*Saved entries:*
>>>>
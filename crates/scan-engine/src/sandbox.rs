//! 동적 샌드박스 컨트롤러
//!
//! 이미지를 분리 실행(detached)하고 관찰 구간 동안 대기합니다.
//! 컨테이너는 `auto_remove`로 생성되므로 정지되면 데몬이 제거합니다.
//!
//! [`SandboxController::stop`]은 best-effort이며 여러 번 호출해도 안전합니다.

use std::sync::Arc;
use std::time::{Duration, SystemTime, UNIX_EPOCH};

use imagewarden_core::metrics as m;
use imagewarden_core::types::ImageRef;
use tracing::{debug, info, warn};

use crate::error::ScanEngineError;
use crate::runtime::{ContainerRuntime, SandboxHandle};

/// 샌드박스 컨트롤러
pub struct SandboxController<R: ContainerRuntime> {
    runtime: Arc<R>,
    observation_window: Duration,
    name_prefix: String,
}

impl<R: ContainerRuntime> SandboxController<R> {
    /// 새 컨트롤러를 생성합니다.
    pub fn new(runtime: Arc<R>, observation_window: Duration, name_prefix: impl Into<String>) -> Self {
        Self {
            runtime,
            observation_window,
            name_prefix: name_prefix.into(),
        }
    }

    /// 샌드박스 컨테이너를 시작하고 관찰 구간이 끝날 때까지 대기합니다.
    ///
    /// 실행에 실패하면 경고를 남기고 `None`을 반환합니다.
    pub async fn launch(&self, image: &ImageRef) -> Option<SandboxHandle> {
        let name = self.container_name();

        let handle = match self.runtime.run_sandbox(image.as_str(), &name).await {
            Ok(handle) => handle,
            Err(e) => {
                warn!(image = %image, sandbox = %name, error = %e, "sandbox launch failed");
                metrics::counter!(m::SANDBOX_LAUNCH_FAILURES_TOTAL).increment(1);
                return None;
            }
        };

        info!(
            image = %image,
            sandbox = %handle.name,
            container_id = %handle.id,
            window_secs = self.observation_window.as_secs(),
            "sandbox started, observing"
        );
        tokio::time::sleep(self.observation_window).await;

        Some(handle)
    }

    /// 샌드박스 컨테이너를 정지합니다.
    ///
    /// 이미 사라졌거나 정지된 컨테이너는 정상으로 취급합니다.
    pub async fn stop(&self, handle: &SandboxHandle) {
        match self.runtime.stop_container(&handle.id).await {
            Ok(()) => {
                debug!(sandbox = %handle.name, "sandbox stopped");
            }
            Err(ScanEngineError::ContainerNotFound(_) | ScanEngineError::ContainerNotRunning(_)) => {
                debug!(sandbox = %handle.name, "sandbox already gone");
            }
            Err(e) => {
                warn!(sandbox = %handle.name, error = %e, "failed to stop sandbox");
            }
        }
    }

    fn container_name(&self) -> String {
        let millis = SystemTime::now()
            .duration_since(UNIX_EPOCH)
            .map(|d| d.as_millis())
            .unwrap_or_default();
        format!("{}-{millis}", self.name_prefix)
    }
}
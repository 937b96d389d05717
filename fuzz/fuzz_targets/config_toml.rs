#![no_main]

use imagewarden_core::config::WardenConfig;
use imagewarden_scan_engine::ScanEngineConfig;
use libfuzzer_sys::fuzz_target;

fuzz_target!(|data: &[u8]| {
    if let Ok(content) = std::str::from_utf8(data) {
        if let Ok(config) = WardenConfig::parse(content) {
            if config.validate().is_ok() {
                // 코어 검증을 통과한 설정은 엔진 검증도 통과해야 함
                assert!(ScanEngineConfig::from_core(&config).validate().is_ok());
            }
        }
    }
});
<<<<
Set down the records again verbatim, so that each word stays as it is.

filename crates/scan-engine/src/sandbox.rs
//! 동적 샌드박스 컨트롤러
//!
//! 이미지를 분리 실행(detached)하고 관찰 구간 동안 대기합니다.
//! 컨테이너는 `auto_remove`로 생성되므로 정지되면 데몬이 제거합니다.
//!
//! [`SandboxController::stop`]은 best-effort이며 여러 번 호출해도 안전합니다.

use std::sync::Arc;
use std::time::{Duration, SystemTime, UNIX_EPOCH};

use imagewarden_core::metrics as m;
use imagewarden_core::types::ImageRef;
use tracing::{debug, info, warn};

use crate::error::ScanEngineError;
use crate::runtime::{ContainerRuntime, SandboxHandle};

/// 샌드박스 컨트롤러
pub struct SandboxController<R: ContainerRuntime> {
    runtime: Arc<R>,
    observation_window: Duration,
    name_prefix: String,
}

impl<R: ContainerRuntime> SandboxController<R> {
    /// 새 컨트롤러를 생성합니다.
    pub fn new(runtime: Arc<R>, observation_window: Duration, name_prefix: impl Into<String>) -> Self {
        Self {
            runtime,
            observation_window,
            name_prefix: name_prefix.into(),
        }
    }

    /// 샌드박스 컨테이너를 시작하고 관찰 구간이 끝날 때까지 대기합니다.
    ///
    /// 실행에 실패하면 경고를 남기고 `None`을 반환합니다.
    pub async fn launch(&self, image: &ImageRef) -> Option<SandboxHandle> {
        let name = self.container_name();

        let handle = match self.runtime.run_sandbox(image.as_str(), &name).await {
            Ok(handle) => handle,
            Err(e) => {
                warn!(image = %image, sandbox = %name, error = %e, "sandbox launch failed");
                metrics::counter!(m::SANDBOX_LAUNCH_FAILURES_TOTAL).increment(1);
                return None;
            }
        };

        info!(
            image = %image,
            sandbox = %handle.name,
            container_id = %handle.id,
            window_secs = self.observation_window.as_secs(),
            "sandbox started, observing"
        );
        tokio::time::sleep(self.observation_window).await;

        Some(handle)
    }

    /// 샌드박스 컨테이너를 정지합니다.
    ///
    /// 이미 사라졌거나 정지된 컨테이너는 정상으로 취급합니다.
    pub async fn stop(&self, handle: &SandboxHandle) {
        match self.runtime.stop_container(&handle.id).await {
            Ok(()) => {
                debug!(sandbox = %handle.name, "sandbox stopped");
            }
            Err(ScanEngineError::ContainerNotFound(_) | ScanEngineError::ContainerNotRunning(_)) => {
                debug!(sandbox = %handle.name, "sandbox already gone");
            }
            Err(e) => {
                warn!(sandbox = %handle.name, error = %e, "failed to stop sandbox");
            }
        }
    }

    fn container_name(&self) -> String {
        let millis = SystemTime::now()
            .duration_since(UNIX_EPOCH)
            .map(|d| d.as_millis())
            .unwrap_or_default();
        format!("{}-{millis}", self.name_prefix)
    }
}
repository 937b96d389d05717
filename fuzz/fuzz_targets/config_toml.rs
#![no_main]

use imagewarden_core::config::WardenConfig;
use imagewarden_scan_engine::ScanEngineConfig;
use libfuzzer_sys::fuzz_target;

fuzz_target!(|data: &[u8]| {
    if let Ok(content) = std::str::from_utf8(data) {
        if let Ok(config) = WardenConfig::parse(content) {
            if config.validate().is_ok() {
                // 코어 검증을 통과한 설정은 엔진 검증도 통과해야 함
                assert!(ScanEngineConfig::from_core(&config).validate().is_ok());
            }
        }
    }
});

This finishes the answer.